The vocabulary of such ersatz economics, the economics of the man in the street, contributes to the confusion: Unions and corporations have more “bargaining power” than do their opponents and, hence, “exploit” them; a consumer can “afford” medical care, “needs” housing, and finds food a “basic necessity”; business managers maintain their “profit margins,” probably “obscene” or “unwarranted,” by “passing along” a higher wage, which causes workers to demand still higher wages, in a “vicious circle”; the protection of the American worker’s “living wage” from “unfair competition” by “cheap foreign labor” should be high on the nation’s list of “priorities.”  To understand price theory you must clear your mind of such jargon, just as to understand astronomy you must stop thinking of the sun’s “rising.”

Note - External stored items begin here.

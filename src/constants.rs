//! Constants for the container engine.
//!
//! All limits, timeouts and reserved names live here so the rest of the
//! codebase stays free of magic numbers.

// =============================================================================
// Container Naming
// =============================================================================

/// The root of the container tree.
pub const ROOT_CONTAINER: &str = "/";

/// Reserved name resolving to the caller's own container.
pub const SELF_CONTAINER: &str = "self";

/// Reserved name resolving to the parent of the caller's scope.
pub const DOT_CONTAINER: &str = ".";

/// Absolute-name prefix accepted from clients; the remainder must stay
/// inside the caller's scope.
pub const ROOT_SCOPE: &str = "/paddock/";

/// Maximum length of one name component.
pub const CONTAINER_NAME_MAX: usize = 200;

/// Maximum length of a full container path.
pub const CONTAINER_PATH_MAX: usize = 1024;

/// Maximum tree depth, root excluded.
pub const CONTAINER_LEVEL_MAX: u32 = 7;

/// Highest id handed out by the id pool.
pub const CONTAINER_ID_MAX: u32 = 16384;

// =============================================================================
// Cgroups
// =============================================================================

/// Directory under every hierarchy root that holds container cgroups.
pub const CGROUP_PREFIX: &str = "/paddock";

// =============================================================================
// Timeouts and Intervals (milliseconds)
// =============================================================================

/// Deadline for the launcher handshake before the partial container is
/// torn down.
pub const DEFAULT_START_TIMEOUT_MS: u64 = 300_000;

/// Grace period between SIGTERM and SIGKILL on stop.
pub const DEFAULT_KILL_TIMEOUT_MS: u64 = 1_000;

/// Default delay before a dead container respawns.
pub const DEFAULT_RESPAWN_DELAY_MS: u64 = 1_000;

/// Default time a dead container is kept before the aging reap.
pub const DEFAULT_AGING_TIME_MS: u64 = 60 * 60 * 24 * 1_000;

/// Interval between log-rotation ticks, which also drive aging.
pub const LOG_ROTATE_INTERVAL_MS: u64 = 60_000;

// =============================================================================
// Daemon Limits
// =============================================================================

/// Default number of RPC worker threads.
pub const DEFAULT_WORKERS: usize = 32;

/// Default number of event-queue worker threads.
pub const DEFAULT_EVENT_WORKERS: usize = 1;

/// Default cap on simultaneously connected clients.
pub const DEFAULT_MAX_CLIENTS: usize = 512;

/// Default cap on live containers.
pub const DEFAULT_MAX_CONTAINERS: usize = 3000;

/// Default cap on a single request frame.
pub const DEFAULT_MAX_MSG_LEN: usize = 32 * 1024 * 1024;

/// Default on-disk cap for stdout/stderr streams.
pub const DEFAULT_STDOUT_LIMIT: u64 = 8 * 1024 * 1024;

// =============================================================================
// Paths
// =============================================================================

/// Default control socket path.
pub const DEFAULT_SOCKET_PATH: &str = "/run/paddockd.socket";

/// Default group owning the control socket.
pub const DEFAULT_SOCKET_GROUP: &str = "paddock";

/// Default root for per-container key-value records.
pub const DEFAULT_KEYVALUE_ROOT: &str = "/run/paddock/kvs";

/// Default parent for container working directories.
pub const DEFAULT_TMP_DIR: &str = "/place/paddock";

/// Default daemon config path when argv does not name one.
pub const DEFAULT_CONFIG_PATH: &str = "/etc/paddock.conf";

// =============================================================================
// Environment
// =============================================================================

/// Locked env var carrying the container's absolute name.
pub const ENV_CONTAINER_NAME: &str = "PADDOCK_NAME";

/// Locked env var carrying the host's hostname.
pub const ENV_CONTAINER_HOST: &str = "PADDOCK_HOST";

/// Default PATH inside workloads.
pub const ENV_DEFAULT_PATH: &str = "/usr/local/sbin:/usr/local/bin:/usr/sbin:/usr/bin:/sbin:/bin";

// =============================================================================
// Persistent Record Keys
// =============================================================================

/// Reserved record key holding the container id.
pub const KV_KEY_ID: &str = "_id";

/// Reserved record key holding the container name.
pub const KV_KEY_NAME: &str = "_name";

/// Record key holding the textual state; always written last.
pub const KV_KEY_STATE: &str = "state";
//! Filesystem path primitives.
//!
//! [`HostPath`] wraps a host-side path and provides the low-level
//! operations the engine needs: lexical normalization, prefix tests,
//! mount and bind operations, a recursive clear that refuses to cross
//! mount points, the private-write sequence used for `/etc/hostname` and
//! `/etc/resolv.conf`, and hole-punching log rotation.
//!
//! Everything here works on the host mount namespace unless executed
//! from inside a launcher child, where the same primitives run against
//! the freshly created namespace.

use crate::error::{Error, ErrorKind, Result};
use nix::mount::{mount, umount2, MntFlags, MsFlags};
use std::ffi::CString;
use std::fmt;
use std::fs::{File, OpenOptions};
use std::io::{Read, Write};
use std::os::fd::AsRawFd;
use std::os::unix::ffi::OsStrExt;
use std::os::unix::fs::{FileTypeExt, MetadataExt, OpenOptionsExt, PermissionsExt};
use std::path::{Path, PathBuf};
use tracing::{debug, error, warn};

/// Hard cap for whole-file reads unless the caller asks for more.
const READ_ALL_DEFAULT_MAX: usize = 2 * 1024 * 1024;

/// A host filesystem path.
#[derive(Debug, Clone, PartialEq, Eq, PartialOrd, Ord, Hash, Default)]
pub struct HostPath(PathBuf);
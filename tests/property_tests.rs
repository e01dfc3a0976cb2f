//! Tests for the property catalog and per-container state machine
//! accounting.

use paddock::cgroup::{CgroupDriver, Hierarchy, CTRL_FREEZER};
use paddock::{ClientSession, Config, Daemon, ErrorKind, HostPath, State};
use std::sync::Arc;
use tempfile::TempDir;

fn test_daemon(tmp: &TempDir) -> Arc<Daemon> {
    let mut config = Config::default();
    config.keyvalue.root = tmp.path().join("kvs");
    config.container.tmp_dir = tmp.path().join("work");
    let driver = CgroupDriver::with_hierarchies(vec![Hierarchy {
        kind: "freezer",
        controllers: CTRL_FREEZER,
        mount: HostPath::new(tmp.path().join("freezer")),
    }]);
    let daemon = Daemon::with_driver(config, driver).unwrap();
    daemon.bootstrap().unwrap();
    daemon
}

#[test]
fn test_set_then_get() {
    let tmp = TempDir::new().unwrap();
    let daemon = test_daemon(&tmp);
    let client = ClientSession::system();
    daemon.create(&client, "a").unwrap();

    daemon
        .set_property(&client, "a", "command", "/bin/sleep 60")
        .unwrap();
    assert_eq!(
        daemon.get_property(&client, "a", "command").unwrap(),
        "/bin/sleep 60"
    );

    daemon
        .set_property(&client, "a", "memory_limit", "4M")
        .unwrap();
    assert_eq!(
        daemon.get_property(&client, "a", "memory_limit").unwrap(),
        (4u64 << 20).to_string()
    );

    daemon.set_property(&client, "a", "respawn", "true").unwrap();
    assert_eq!(daemon.get_property(&client, "a", "respawn").unwrap(), "true");
}

#[test]
fn test_rejected_value_keeps_old() {
    let tmp = TempDir::new().unwrap();
    let daemon = test_daemon(&tmp);
    let client = ClientSession::system();
    daemon.create(&client, "a").unwrap();

    daemon
        .set_property(&client, "a", "cpu_policy", "batch")
        .unwrap();
    let err = daemon
        .set_property(&client, "a", "cpu_policy", "turbo")
        .unwrap_err();
    assert_eq!(err.kind(), ErrorKind::InvalidValue);
    assert_eq!(
        daemon.get_property(&client, "a", "cpu_policy").unwrap(),
        "batch"
    );
}

#[test]
fn test_unknown_property() {
    let tmp = TempDir::new().unwrap();
    let daemon = test_daemon(&tmp);
    let client = ClientSession::system();
    daemon.create(&client, "a").unwrap();

    let err = daemon.get_property(&client, "a", "warp_drive").unwrap_err();
    assert_eq!(err.kind(), ErrorKind::InvalidProperty);
    let err = daemon
        .set_property(&client, "a", "warp_drive", "on")
        .unwrap_err();
    assert_eq!(err.kind(), ErrorKind::InvalidProperty);
}

#[test]
fn test_read_only_property_rejects_writes() {
    let tmp = TempDir::new().unwrap();
    let daemon = test_daemon(&tmp);
    let client = ClientSession::system();
    daemon.create(&client, "a").unwrap();

    assert_eq!(daemon.get_property(&client, "a", "state").unwrap(), "stopped");
    let err = daemon
        .set_property(&client, "a", "state", "running")
        .unwrap_err();
    assert_eq!(err.kind(), ErrorKind::InvalidValue);
}

#[test]
fn test_root_is_read_only() {
    let tmp = TempDir::new().unwrap();
    let daemon = test_daemon(&tmp);
    let client = ClientSession::system();

    let err = daemon
        .set_property(&client, "/", "command", "/bin/true")
        .unwrap_err();
    assert_eq!(err.kind(), ErrorKind::Permission);
}

#[test]
fn test_env_indexed_access() {
    let tmp = TempDir::new().unwrap();
    let daemon = test_daemon(&tmp);
    let client = ClientSession::system();
    daemon.create(&client, "a").unwrap();

    daemon
        .set_property(&client, "a", "env", "FOO=1;BAR=two")
        .unwrap();
    assert_eq!(daemon.get_property(&client, "a", "env[BAR]").unwrap(), "two");

    daemon
        .set_property(&client, "a", "env[FOO]", "updated")
        .unwrap();
    assert_eq!(
        daemon.get_property(&client, "a", "env[FOO]").unwrap(),
        "updated"
    );

    let err = daemon.get_property(&client, "a", "env[NOPE]").unwrap_err();
    assert_eq!(err.kind(), ErrorKind::InvalidValue);
}

#[test]
fn test_bad_sizes_rejected() {
    let tmp = TempDir::new().unwrap();
    let daemon = test_daemon(&tmp);
    let client = ClientSession::system();
    daemon.create(&client, "a").unwrap();

    for value in ["lots", "-1", "4X"] {
        let err = daemon
            .set_property(&client, "a", "memory_limit", value)
            .unwrap_err();
        assert_eq!(err.kind(), ErrorKind::InvalidValue, "value {}", value);
    }
}

// =============================================================================
// Running-children accounting
// =============================================================================

#[test]
fn test_running_children_counts_descendants() {
    let tmp = TempDir::new().unwrap();
    let daemon = test_daemon(&tmp);
    let client = ClientSession::system();
    let m = daemon.create(&client, "m").unwrap();
    let x = daemon.create(&client, "m/x").unwrap();
    let y = daemon.create(&client, "m/y").unwrap();

    m.set_state(&daemon, State::Meta);
    x.set_state(&daemon, State::Running);
    assert_eq!(m.running_children(), 1);

    y.set_state(&daemon, State::Running);
    assert_eq!(m.running_children(), 2);
    assert_eq!(daemon.root().running_children(), 2);

    x.set_state(&daemon, State::Dead);
    assert_eq!(m.running_children(), 1);
    y.set_state(&daemon, State::Dead);
    assert_eq!(m.running_children(), 0);
    assert_eq!(daemon.root().running_children(), 0);
}

#[test]
fn test_meta_with_no_running_children_wakes_waiters() {
    let tmp = TempDir::new().unwrap();
    let daemon = test_daemon(&tmp);
    let client = ClientSession::system();
    let m = daemon.create(&client, "m").unwrap();
    let x = daemon.create(&client, "m/x").unwrap();

    m.set_state(&daemon, State::Meta);
    x.set_state(&daemon, State::Running);

    let woken = Arc::new(std::sync::Mutex::new(Vec::new()));
    let record = {
        let woken = woken.clone();
        paddock::WaitRecord::new(move |name| {
            woken.lock().unwrap().push(name.map(str::to_string));
        })
    };
    m.add_waiter(&record);

    x.set_state(&daemon, State::Dead);
    let woken = woken.lock().unwrap();
    assert_eq!(woken.as_slice(), &[Some("m".to_string())]);
}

Reading Deirdre’s textbook is among the very best ways to learn how to think truly and deeply about economic matters.  This economic way of thinking, of course, is foreign to most non-economists – a fact lamentable but understandable.  Unfortunately, and less excusably, this economic way of thinking is foreign also to many economists – people who mistake their mastery of formal logic couched in Ps and Qs, economic jargon, or econometric techniques for an understanding of economics.

UPDATE: Yann Nicolas reminds me by e-mail that Deirdre’s price-theory text is available free-of-charge on line.